Wettbewerbsrecht

Das System von »letsbuyit.com« (sog. »Powershopping« durch das Versprechen von Mengenrabatten) verstößt gegen die §§ 1 Abs.1, 12 RabattG, da die angekündigten Mengenrabatte nicht dem in § 7 RabattG geregelten Fall des Mengenrabattes entsprechen. Das System verstößt ferner gegen § 1 UWG unter dem Aspekt des übertriebenen Anlockens, der Störung des Leistungswettbewerbs durch aleatorische Reize und verbotenen Laienwerbung. Unzulässig ist eine werbliche Ausgestaltung dann, wenn sie nicht in erster Linie darauf abzielt, die Aufmerksamkeit des Verbrauchers auf das Warenangebot hinzulenken, sondern primär darauf gerichtet ist, die Spiellust und das Streben des Verbrauchers nach Gewinn auszunutzen.

Fundstelle: MMR 2001, 41

Streitwert: 510.000 DM

Powershopping kann unter bestimmten Umständen als übertriebenes Anlocken unlauter gem. § UWG 1 sein.

Fundstelle: MMR 2001, 54

Instanzen: LG Köln, Urt. v. 10.10.00, 33 O 180/00; OLG Köln, Urt. v. 01.06.01, 6 U 204/00

Streitwert: 100.315,65 DM (50.157,83 €)

Die Verwendung von »Branchenbuch-Domains« im Wettbewerb ohne unterscheidungskräftige Zusätze verstößt gegen § 1 UWG.

Fundstelle: MMR 2001, 55

Eine Kanalisierung von Kundenströmen durch Registrierung rein beschreibender Domainnamen ist für sich allein nicht wettbewerbswidrig, sondern hinzunehmen. Wettbewerbswidrig ist die Kanalisierung erst dann, wenn den Mitbewerbern eine Mitnutzung verweigert wird und der Suchende durch die Gestaltung des Angebots davon abgehalten wird, weitere Informationen bei Mitbewerbern einzuholen.

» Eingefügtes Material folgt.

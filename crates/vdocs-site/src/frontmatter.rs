//! Page frontmatter record.
//!
//! Frontmatter is an open key/value record owned by the rendering host.
//! Extensions append to it and must leave keys they do not own alone.
//! Values are stored as JSON so any YAML frontmatter round-trips.

use serde::{Deserialize, Serialize};
use serde_json::{Map, Value};

/// Key holding the list of search-engine meta tags.
pub const META_KEY: &str = "meta";

/// Key holding the canonical URL.
pub const CANONICAL_URL_KEY: &str = "canonicalUrl";

/// Error returned for frontmatter that cannot be read or extended.
#[derive(Debug, thiserror::Error)]
pub enum FrontmatterError {
    /// YAML parsing error.
    #[error("Invalid YAML frontmatter: {0}")]
    Parse(String),
    /// The `meta` key holds something other than a list.
    #[error("frontmatter `meta` must be a list, found {0}")]
    InvalidMeta(&'static str),
}

/// Search-engine meta tag (`<meta name=".." content="..">`).
#[derive(Clone, Debug, PartialEq, Eq, Serialize, Deserialize)]
pub struct MetaTag {
    /// Tag name.
    pub name: String,
    /// Tag content.
    pub content: String,
}

impl MetaTag {
    /// Create a meta tag.
    pub fn new(name: impl Into<String>, content: impl Into<String>) -> Self {
        Self {
            name: name.into(),
            content: content.into(),
        }
    }
}

/// Mutable key/value metadata of one page.
#[derive(Clone, Debug, Default, PartialEq, Serialize, Deserialize)]
#[serde(transparent)]
pub struct Frontmatter {
    fields: Map<String, Value>,
}

impl Frontmatter {
    /// Create an empty record.
    pub fn new() -> Self {
        Self::default()
    }

    /// Parse frontmatter from YAML content.
    ///
    /// Empty content returns an empty record.
    ///
    /// # Errors
    ///
    /// Returns an error if the YAML is malformed or is not a mapping.
    pub fn from_yaml(content: &str) -> Result<Self, FrontmatterError> {
        let trimmed = content.trim();
        if trimmed.is_empty() {
            return Ok(Self::default());
        }

        serde_yaml::from_str::<Map<String, Value>>(trimmed)
            .map(|fields| Self { fields })
            .map_err(|e| FrontmatterError::Parse(e.to_string()))
    }

    /// Split a markdown document into its YAML frontmatter block and body.
    ///
    /// The block must start on the first line with `---` and end with a
    /// line containing only `---`. Without a closed block the whole input
    /// is body.
    pub fn split(source: &str) -> (Option<&str>, &str) {
        let Some(rest) = source
            .strip_prefix("---\n")
            .or_else(|| source.strip_prefix("---\r\n"))
        else {
            return (None, source);
        };

        let mut offset = 0;
        for line in rest.split_inclusive('\n') {
            if line.trim_end() == "---" {
                let yaml = &rest[..offset];
                let body = &rest[offset + line.len()..];
                return (Some(yaml), body);
            }
            offset += line.len();
        }
        (None, source)
    }

    /// Value stored under `key`.
    pub fn get(&self, key: &str) -> Option<&Value> {
        self.fields.get(key)
    }

    /// Store `value` under `key`, returning the previous value.
    pub fn insert(&mut self, key: impl Into<String>, value: Value) -> Option<Value> {
        self.fields.insert(key.into(), value)
    }

    /// Whether `key` is present.
    pub fn contains_key(&self, key: &str) -> bool {
        self.fields.contains_key(key)
    }

    /// Number of keys.
    pub fn len(&self) -> usize {
        self.fields.len()
    }

    /// Whether the record has no keys.
    pub fn is_empty(&self) -> bool {
        self.fields.is_empty()
    }

    /// Canonical URL, if set to a string.
    pub fn canonical_url(&self) -> Option<&str> {
        self.fields.get(CANONICAL_URL_KEY).and_then(Value::as_str)
    }

    /// Set the canonical URL.
    pub fn set_canonical_url(&mut self, url: impl Into<String>) {
        self.fields
            .insert(CANONICAL_URL_KEY.to_owned(), Value::String(url.into()));
    }

    /// Meta tags with a `name` and `content`, in order.
    ///
    /// Entries of other shapes (owned by other extensions) are skipped.
    pub fn meta_tags(&self) -> Vec<MetaTag> {
        let Some(Value::Array(entries)) = self.fields.get(META_KEY) else {
            return Vec::new();
        };
        entries
            .iter()
            .filter_map(|entry| serde_json::from_value(entry.clone()).ok())
            .collect()
    }

    /// Add `tag` to the `meta` list, replacing entries with the same name.
    ///
    /// The first entry with the tag's name is replaced in place and later
    /// ones are dropped, so the list holds the name exactly once. The list
    /// is created when missing; unrelated entries keep their position. On
    /// error the record is unchanged.
    ///
    /// # Errors
    ///
    /// Returns [`FrontmatterError::InvalidMeta`] if `meta` is not a list.
    pub fn upsert_meta_tag(&mut self, tag: &MetaTag) -> Result<(), FrontmatterError> {
        let entry = serde_json::json!({ "name": tag.name, "content": tag.content });

        match self.fields.get_mut(META_KEY) {
            None => {
                self.fields
                    .insert(META_KEY.to_owned(), Value::Array(vec![entry]));
            }
            Some(Value::Array(entries)) => {
                let is_same =
                    |e: &Value| e.get("name").and_then(Value::as_str) == Some(tag.name.as_str());
                match entries.iter().position(is_same) {
                    Some(first) => {
                        entries[first] = entry;
                        let mut index = 0;
                        entries.retain(|e| {
                            let keep = index <= first || !is_same(e);
                            index += 1;
                            keep
                        });
                    }
                    None => entries.push(entry),
                }
            }
            Some(other) => return Err(FrontmatterError::InvalidMeta(json_type_name(other))),
        }
        Ok(())
    }
}

fn json_type_name(value: &Value) -> &'static str {
    match value {
        Value::Null => "null",
        Value::Bool(_) => "a boolean",
        Value::Number(_) => "a number",
        Value::String(_) => "a string",
        Value::Array(_) => "a list",
        Value::Object(_) => "a mapping",
    }
}

#[cfg(test)]
mod tests {
    use pretty_assertions::assert_eq;
    use serde_json::json;

    use super::*;

    #[test]
    fn test_parse_empty_yaml() {
        let fm = Frontmatter::from_yaml("  \n").unwrap();
        assert!(fm.is_empty());
    }

    #[test]
    fn test_parse_yaml_fields() {
        let yaml = r"
title: Installation
outline: [2, 3]
meta:
  - name: robots
    content: noindex
";
        let fm = Frontmatter::from_yaml(yaml).unwrap();
        assert_eq!(fm.get("title"), Some(&json!("Installation")));
        assert_eq!(fm.get("outline"), Some(&json!([2, 3])));
        assert_eq!(fm.meta_tags(), vec![MetaTag::new("robots", "noindex")]);
    }

    #[test]
    fn test_parse_invalid_yaml() {
        assert!(matches!(
            Frontmatter::from_yaml("title: [broken"),
            Err(FrontmatterError::Parse(_))
        ));
    }

    #[test]
    fn test_parse_non_mapping_yaml() {
        assert!(Frontmatter::from_yaml("- a\n- b").is_err());
    }

    #[test]
    fn test_split_with_frontmatter() {
        let source = "---\ntitle: Setup\n---\n# Setup\n";
        let (yaml, body) = Frontmatter::split(source);
        assert_eq!(yaml, Some("title: Setup\n"));
        assert_eq!(body, "# Setup\n");
    }

    #[test]
    fn test_split_crlf() {
        let source = "---\r\ntitle: Setup\r\n---\r\nBody";
        let (yaml, body) = Frontmatter::split(source);
        assert_eq!(yaml, Some("title: Setup\r\n"));
        assert_eq!(body, "Body");
    }

    #[test]
    fn test_split_without_frontmatter() {
        let source = "# Setup\n---\n";
        assert_eq!(Frontmatter::split(source), (None, source));
    }

    #[test]
    fn test_split_unclosed_block() {
        let source = "---\ntitle: Setup\n# Setup\n";
        assert_eq!(Frontmatter::split(source), (None, source));
    }

    #[test]
    fn test_split_empty_block() {
        let (yaml, body) = Frontmatter::split("---\n---\nBody");
        assert_eq!(yaml, Some(""));
        assert_eq!(body, "Body");
    }

    #[test]
    fn test_canonical_url_roundtrip() {
        let mut fm = Frontmatter::new();
        assert_eq!(fm.canonical_url(), None);
        fm.set_canonical_url("docs/2.0/setup");
        assert_eq!(fm.canonical_url(), Some("docs/2.0/setup"));
    }

    #[test]
    fn test_upsert_creates_list() {
        let mut fm = Frontmatter::new();
        fm.upsert_meta_tag(&MetaTag::new("docsearch:version", "1.0.0"))
            .unwrap();
        assert_eq!(
            fm.get(META_KEY),
            Some(&json!([{ "name": "docsearch:version", "content": "1.0.0" }]))
        );
    }

    #[test]
    fn test_upsert_keeps_other_entries() {
        let mut fm = Frontmatter::new();
        fm.insert(META_KEY, json!([{ "name": "robots", "content": "noindex" }, "raw"]));

        fm.upsert_meta_tag(&MetaTag::new("docsearch:version", "1.0.0"))
            .unwrap();

        assert_eq!(
            fm.get(META_KEY),
            Some(&json!([
                { "name": "robots", "content": "noindex" },
                "raw",
                { "name": "docsearch:version", "content": "1.0.0" }
            ]))
        );
    }

    #[test]
    fn test_upsert_replaces_same_name() {
        let mut fm = Frontmatter::new();
        fm.upsert_meta_tag(&MetaTag::new("docsearch:version", "1.0.0"))
            .unwrap();
        fm.upsert_meta_tag(&MetaTag::new("docsearch:version", "2.0.0"))
            .unwrap();
        assert_eq!(
            fm.meta_tags(),
            vec![MetaTag::new("docsearch:version", "2.0.0")]
        );
    }

    #[test]
    fn test_upsert_collapses_duplicate_names() {
        let mut fm = Frontmatter::new();
        fm.insert(
            META_KEY,
            json!([
                { "name": "docsearch:version", "content": "x" },
                { "name": "robots", "content": "noindex" },
                { "name": "docsearch:version", "content": "y" }
            ]),
        );

        fm.upsert_meta_tag(&MetaTag::new("docsearch:version", "1.0.0"))
            .unwrap();

        assert_eq!(
            fm.meta_tags(),
            vec![
                MetaTag::new("docsearch:version", "1.0.0"),
                MetaTag::new("robots", "noindex"),
            ]
        );
    }

    #[test]
    fn test_upsert_rejects_non_list_meta() {
        let mut fm = Frontmatter::new();
        fm.insert(META_KEY, json!("robots"));
        let before = fm.clone();

        let err = fm
            .upsert_meta_tag(&MetaTag::new("docsearch:version", "1.0.0"))
            .unwrap_err();

        assert!(err.to_string().contains("a string"));
        assert_eq!(fm, before);
    }

    #[test]
    fn test_serialize_transparent() {
        let mut fm = Frontmatter::new();
        fm.insert("title", json!("Setup"));
        assert_eq!(serde_json::to_value(&fm).unwrap(), json!({ "title": "Setup" }));
    }
}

Der Gebrauch der Domain »lastminute.com« ist kein wettbewerbswidriges Abfangen von Kunden, da die Situation des Internet-Surfers nicht mit der psychologischen Zwangssituation vor Ladengeschäften vergleichbar ist. Die Entscheidung des OLG Hamburg zu »mitwohnzentrale.de« steht dem nicht entgegen, da die Verwendung einer Gattungs-Domain im vorliegenden Fall nicht den Eindruck erweckt, es handele sich um ein Portal für ein bestimmtes Angebot.

Die Notwendigkeit der Registrierung einer gekauften Software nach 25maliger Nutzung verstößt jedenfalls dann gegen §§ 1, 3 UWG, wenn der Käufer auf diese Nutzungsbeschränkung nicht hingewiesen worden ist.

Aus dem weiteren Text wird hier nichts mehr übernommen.